A sign that he wants more is not a good way to tell if you're feeding him enough. I currently have two dogs that would eat as much as I'd give them - literally, they'd eat until they exploded. They ALWAYS think they're hungry! But I'd be doing them a serious disservice, not to mention possibly endangering their health, by feeding them as much as they want to eat. 

The best way to know if he's eating the right amount of food is to check his general condition. You should be able to easily feel his ribs, and maybe see the last one or two (depending on the thickness of his coat). Looking down on him from above you should see a "waist" and from the side, there should be a tuck up at the abdomen. Regardless of the number of cups per day of food he's getting, if he matches this description, he's eating the right amount _for him_. 

How old is he?


----------



## onyx'girl (May 18, 2007)

The Science diet is not a good food. I would read thru the nutrition threads for more information on better kibble or diet in general. This site is good for analyzing different brands: http://www.dogfoodproject.com/
You don't say how old your dog is, I'm assuming a puppy?
As far as feeding amounts go, it depends on _what_ you are feeding, better quality foods, you usually feed lesser amounts.

Activity levels, growth spurts all weigh into daily intake. I run my hands down my pup and adjust his food according to how he feels, if I don't feel a couple ribs then he gets less, same with my older females, though they aren't growing, just maintaining-harder to keep them lean.
If I let my puppy eat as much as he wanted, he'd be a beachball. I use food for training/tracking so his meals are adjusted according to what I am feeding while training.


----------



## Koal (May 2, 2010)

I know the science diet isn't good and we are gonna switch him eventually but hes in good condition and all at 2 yrs. what i need to know is like what kind of signs should i look for in the short term in terms of his endurance playfullness and stuff like that. i guess im wondering whether there is a way to tell if hes getting enough without him saying and without waiting for him to lose some poundage.


----------



## mjbgsd (Jun 29, 2004)

If you can see the last couple ribs, feel the ribs, see a noticeable tuck up, and see a waist when viewed from above your dog is in perfect weight and you don't need to up his food. If your dog is overweight, up the exercise each day and lessen his food.


----------



## Cassidy's Mom (Mar 30, 2003)

Koal said:


> what i need to know is like what kind of signs should i look for in the short term in terms of *his endurance playfullness and stuff like that*. i guess im wondering whether there is a way to tell if hes getting enough without him saying and without waiting for him to lose some poundage.


That is not going to tell you if he's getting enough food.
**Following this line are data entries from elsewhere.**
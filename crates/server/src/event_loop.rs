//! The readiness loop driving every socket and pipe.
//!
//! One `mio::Poll` holds the listeners, the client sockets and the pipes of running CGI
//! children. The loop owns the token maps; after each callback it reconciles the
//! registrations of the client with what its [`Connection`] wants, so the readiness set
//! and the maps never drift apart.

use std::collections::{BTreeMap, HashMap};
use std::io;
use std::net::SocketAddr;
use std::process::Child;
use std::sync::Arc;
use std::sync::atomic::{AtomicBool, Ordering};
use std::time::{Duration, Instant};

use mio::event::Source;
use mio::net::TcpListener;
use mio::{Events, Interest, Poll, Registry, Token, Waker};
use tracing::{debug, error, info, warn};

use crate::cgi::{CgiSession, PipeEnd};
use crate::config::Config;
use crate::connection::{Connection, VirtualHosts};
use crate::error::ServerError;

const WAKER: Token = Token(0);
/// Poll timeout, and so the granularity of every timeout the loop enforces.
const TICK: Duration = Duration::from_millis(100);
const EVENTS_CAPACITY: usize = 1024;

#[derive(Debug)]
struct Listener {
    socket: TcpListener,
    hosts: Arc<VirtualHosts>,
}

/// Tokens of the pipes registered for a client's CGI session.
#[derive(Debug, Default)]
struct PipeTokens {
    stdin: Option<Token>,
    stdout: Option<Token>,
}

#[derive(Debug)]
struct Client {
    conn: Connection,
    interest: Interest,
    pipes: PipeTokens,
}

/// A child whose response is over but which has not exited yet.
#[derive(Debug)]
struct Zombie {
    child: Child,
    deadline: Instant,
    killed: bool,
}

/// Stops a running [`EventLoop`] from another thread.
#[derive(Debug, Clone)]
pub struct ShutdownHandle {
    waker: Arc<Waker>,
    stop: Arc<AtomicBool>,
}

impl ShutdownHandle {
    pub fn shutdown(&self) -> io::Result<()> {
        self.stop.store(true, Ordering::Release);
        self.waker.wake()
    }
}

#[derive(Debug)]
pub struct EventLoop {
    poll: Poll,
    listeners: BTreeMap<Token, Listener>,
    clients: HashMap<Token, Client>,
    /// pipe token -> owning client
    pipes: HashMap<Token, (Token, PipeEnd)>,
    reaper: Vec<Zombie>,
    next_token: usize,
    waker: Arc<Waker>,
    stop: Arc<AtomicBool>,
}

impl EventLoop {
    /// Binds one listener per distinct address of `config`.
    ///
    /// Servers configured on the same address share the listener and are told apart
    /// by the `Host` header.
    pub fn bind(config: Config) -> Result<Self, ServerError> {
        let poll = Poll::new()?;
        let waker = Arc::new(Waker::new(poll.registry(), WAKER)?);

        let mut groups: Vec<(SocketAddr, VirtualHosts)> = Vec::new();
        for server in config.servers {
            let addr = server.listen_addr();
            let server = Arc::new(server);
            match groups.iter_mut().find(|(group_addr, _)| *group_addr == addr) {
                Some((_, hosts)) => hosts.push(server),
                None => groups.push((addr, VirtualHosts::new(server))),
            }
        }

        let mut listeners = BTreeMap::new();
        let mut next_token = WAKER.0 + 1;
        for (addr, hosts) in groups {
            let mut socket = TcpListener::bind(addr).map_err(|source| ServerError::Bind { addr, source })?;
            let token = Token(next_token);
            next_token += 1;

            poll.registry().register(&mut socket, token, Interest::READABLE)?;
            info!(addr = %socket.local_addr().unwrap_or(addr), "listening");
            listeners.insert(token, Listener { socket, hosts: Arc::new(hosts) });
        }

        Ok(Self {
            poll,
            listeners,
            clients: HashMap::new(),
            pipes: HashMap::new(),
            reaper: Vec::new(),
            next_token,
            waker,
            stop: Arc::new(AtomicBool::new(false)),
        })
    }

    /// Addresses actually bound, in configuration order.
    pub fn local_addrs(&self) -> Vec<SocketAddr> {
        self.listeners.values().filter_map(|listener| listener.socket.local_addr().ok()).collect()
    }

    pub fn shutdown_handle(&self) -> ShutdownHandle {
        ShutdownHandle { waker: Arc::clone(&self.waker), stop: Arc::clone(&self.stop) }
    }

    /// Runs until a [`ShutdownHandle`] stops the loop.
    pub fn run(&mut self) -> Result<(), ServerError> {
        let mut events = Events::with_capacity(EVENTS_CAPACITY);
        let mut last_sweep = Instant::now();

        while !self.stop.load(Ordering::Acquire) {
            if let Err(e) = self.poll.poll(&mut events, Some(TICK)) {
                if e.kind() == io::ErrorKind::Interrupted {
                    continue;
                }
                error!(cause = %e, "poll failed");
                return Err(e.into());
            }

            let now = Instant::now();
            for event in &events {
                let token = event.token();
                if token == WAKER {
                    continue;
                }

                if self.listeners.contains_key(&token) {
                    self.accept(token, now);
                } else if let Some(&(client, end)) = self.pipes.get(&token) {
                    if let Some(entry) = self.clients.get_mut(&client) {
                        entry.conn.on_pipe_event(end, now);
                    }
                    self.sync(client);
                } else if let Some(entry) = self.clients.get_mut(&token) {
                    let readable = event.is_readable() || event.is_read_closed() || event.is_error();
                    entry.conn.on_socket_event(readable, now);
                    self.sync(token);
                }
            }

            if now.saturating_duration_since(last_sweep) >= TICK {
                self.sweep(now);
                last_sweep = now;
            }
        }

        info!(clients = self.clients.len(), "event loop stopped");
        self.shutdown();
        Ok(())
    }

    fn accept(&mut self, token: Token, now: Instant) {
        let Some(listener) = self.listeners.get(&token) else {
            return;
        };

        loop {
            let (mut stream, peer) = match listener.socket.accept() {
                Ok(accepted) => accepted,
                Err(e) if e.kind() == io::ErrorKind::WouldBlock => return,
                Err(e) if e.kind() == io::ErrorKind::Interrupted => continue,
                Err(e) => {
                    warn!(cause = %e, "failed to accept connection");
                    return;
                }
            };

            let local = match stream.local_addr() {
                Ok(local) => local,
                Err(e) => {
                    warn!(cause = %e, %peer, "dropping connection without local address");
                    continue;
                }
            };

            let client = Token(self.next_token);
            self.next_token += 1;
            if let Err(e) = self.poll.registry().register(&mut stream, client, Interest::READABLE) {
                warn!(cause = %e, %peer, "failed to register connection");
                continue;
            }

            debug!(%peer, token = client.0, "accepted connection");
            let conn = Connection::new(stream, peer, local, Arc::clone(&listener.hosts), now);
            self.clients.insert(client, Client { conn, interest: Interest::READABLE, pipes: PipeTokens::default() });
        }
    }

    /// Brings the registrations of `token` in line with its connection.
    fn sync(&mut self, token: Token) {
        let Some(client) = self.clients.get_mut(&token) else {
            return;
        };
        let registry = self.poll.registry();

        for session in client.conn.take_retired() {
            release(registry, &mut self.pipes, &mut self.reaper, &mut client.pipes, session);
        }

        if client.conn.is_closed() {
            self.close_client(token);
            return;
        }

        if let Some(session) = client.conn.cgi_mut()
            && let Err(e) = sync_pipes(registry, &mut self.pipes, &mut self.next_token, token, &mut client.pipes, session)
        {
            error!(cause = %e, "failed to register cgi pipes");
            self.close_client(token);
            return;
        }

        let interest = client.conn.interest();
        if interest != client.interest {
            if let Err(e) = registry.reregister(client.conn.stream_mut(), token, interest) {
                warn!(cause = %e, "failed to update connection interest");
                self.close_client(token);
                return;
            }
            client.interest = interest;
        }
    }

    fn close_client(&mut self, token: Token) {
        let Some(mut client) = self.clients.remove(&token) else {
            return;
        };
        let registry = self.poll.registry();

        if let Some(session) = client.conn.cgi_mut() {
            session.kill();
        }
        for session in client.conn.take_retired() {
            release(registry, &mut self.pipes, &mut self.reaper, &mut client.pipes, session);
        }

        if let Err(e) = registry.deregister(client.conn.stream_mut()) {
            debug!(cause = %e, "failed to deregister connection");
        }
        debug!(peer = %client.conn.peer(), token = token.0, "connection closed");
    }

    /// Timeouts of every client, then the reaper.
    fn sweep(&mut self, now: Instant) {
        let tokens: Vec<Token> = self.clients.keys().copied().collect();
        for token in tokens {
            if let Some(client) = self.clients.get_mut(&token) {
                client.conn.on_tick(now);
            }
            self.sync(token);
        }

        self.reaper.retain_mut(|zombie| match zombie.child.try_wait() {
            Ok(Some(status)) => {
                debug!(pid = zombie.child.id(), %status, "reaped cgi process");
                false
            }
            Ok(None) => {
                if !zombie.killed && now >= zombie.deadline {
                    warn!(pid = zombie.child.id(), "cgi process outlived its timeout, killing it");
                    if let Err(e) = zombie.child.kill() {
                        debug!(cause = %e, "failed to kill cgi process");
                    }
                    zombie.killed = true;
                }
                true
            }
            Err(e) => {
                warn!(cause = %e, "failed to wait for cgi process");
                false
            }
        });
    }

    fn shutdown(&mut self) {
        let tokens: Vec<Token> = self.clients.keys().copied().collect();
        for token in tokens {
            self.close_client(token);
        }

        for mut zombie in self.reaper.drain(..) {
            if let Err(e) = zombie.child.kill().and_then(|()| zombie.child.wait().map(drop)) {
                debug!(cause = %e, "failed to stop cgi process");
            }
        }
    }
}

fn next_token(next: &mut usize) -> Token {
    let token = Token(*next);
    *next += 1;
    token
}

fn deregister(registry: &Registry, source: &mut impl Source) {
    if let Err(e) = registry.deregister(source) {
        debug!(cause = %e, "failed to deregister pipe");
    }
}

/// Registers the pipes `session` still wants and closes the ones it is done with.
fn sync_pipes(
    registry: &Registry,
    pipes: &mut HashMap<Token, (Token, PipeEnd)>,
    next: &mut usize,
    client: Token,
    tokens: &mut PipeTokens,
    session: &mut CgiSession,
) -> io::Result<()> {
    if session.wants_stdin() {
        if tokens.stdin.is_none()
            && let Some(stdin) = session.stdin_mut()
        {
            let token = next_token(next);
            registry.register(stdin, token, Interest::WRITABLE)?;
            pipes.insert(token, (client, PipeEnd::Stdin));
            tokens.stdin = Some(token);
        }
    } else {
        if let Some(token) = tokens.stdin.take() {
            pipes.remove(&token);
            if let Some(stdin) = session.stdin_mut() {
                deregister(registry, stdin);
            }
        }
        session.close_stdin_if_done();
    }

    if session.wants_stdout() {
        if tokens.stdout.is_none()
            && let Some(stdout) = session.stdout_mut()
        {
            let token = next_token(next);
            registry.register(stdout, token, Interest::READABLE)?;
            pipes.insert(token, (client, PipeEnd::Stdout));
            tokens.stdout = Some(token);
        }
    } else {
        // a paused session keeps its pipe, it is registered again on resume
        if let Some(token) = tokens.stdout.take() {
            pipes.remove(&token);
            if let Some(stdout) = session.stdout_mut() {
                deregister(registry, stdout);
            }
        }
        session.close_stdout_if_done();
    }

    Ok(())
}

/// Drops the pipes of a finished session and hands its child to the reaper.
fn release(
    registry: &Registry,
    pipes: &mut HashMap<Token, (Token, PipeEnd)>,
    reaper: &mut Vec<Zombie>,
    tokens: &mut PipeTokens,
    mut session: CgiSession,
) {
    if let Some(token) = tokens.stdin.take() {
        pipes.remove(&token);
        if let Some(stdin) = session.stdin_mut() {
            deregister(registry, stdin);
        }
    }
    if let Some(token) = tokens.stdout.take() {
        pipes.remove(&token);
        if let Some(stdout) = session.stdout_mut() {
            deregister(registry, stdout);
        }
    }

    session.try_reap();
    if let Some(child) = session.take_child() {
        debug!(pid = child.id(), script = %session.script().display(), "cgi process handed to the reaper");
        reaper.push(Zombie { child, deadline: session.deadline(), killed: false });
    }
}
Again, the best way to know is to look at his physical condition. If you see changes in his energy and playfullness that concern you, discuss them with your vet. I've never seen any relation between how much food my dogs get and their activity level, nor would I expect to.


----------



## mazza (Jun 11, 2010)

how regular do you worm him?


----------



## Myamom (Oct 10, 2005)

just an fyi...but if my dog was overweight and only eating 1 cup a day..I'd check thyroid. 

Everyone gave a good description on what to look for physically in your dog. In terms of feeding...I choose a good quality food (you will feed less of a good food vs. a low grade food as it's not filled with fillers). You can start with the recommended feeding on the bag...and tweak it to tailor your individual dogs needs. Say it said...feed 3 cups a day and I noticed my dog was getting a little chubby...I'd lower what I'm feeding...and vice versa...if I noticed my dog was getting too skinny...I'd up it a bit. 

And I agree with the others.....I just go by overall appearance.


----------



## shilorio (Mar 21, 2010)

the corn foods are very fattening but do not have the things they need, i would recomend taste of the wild, its a great food!


----------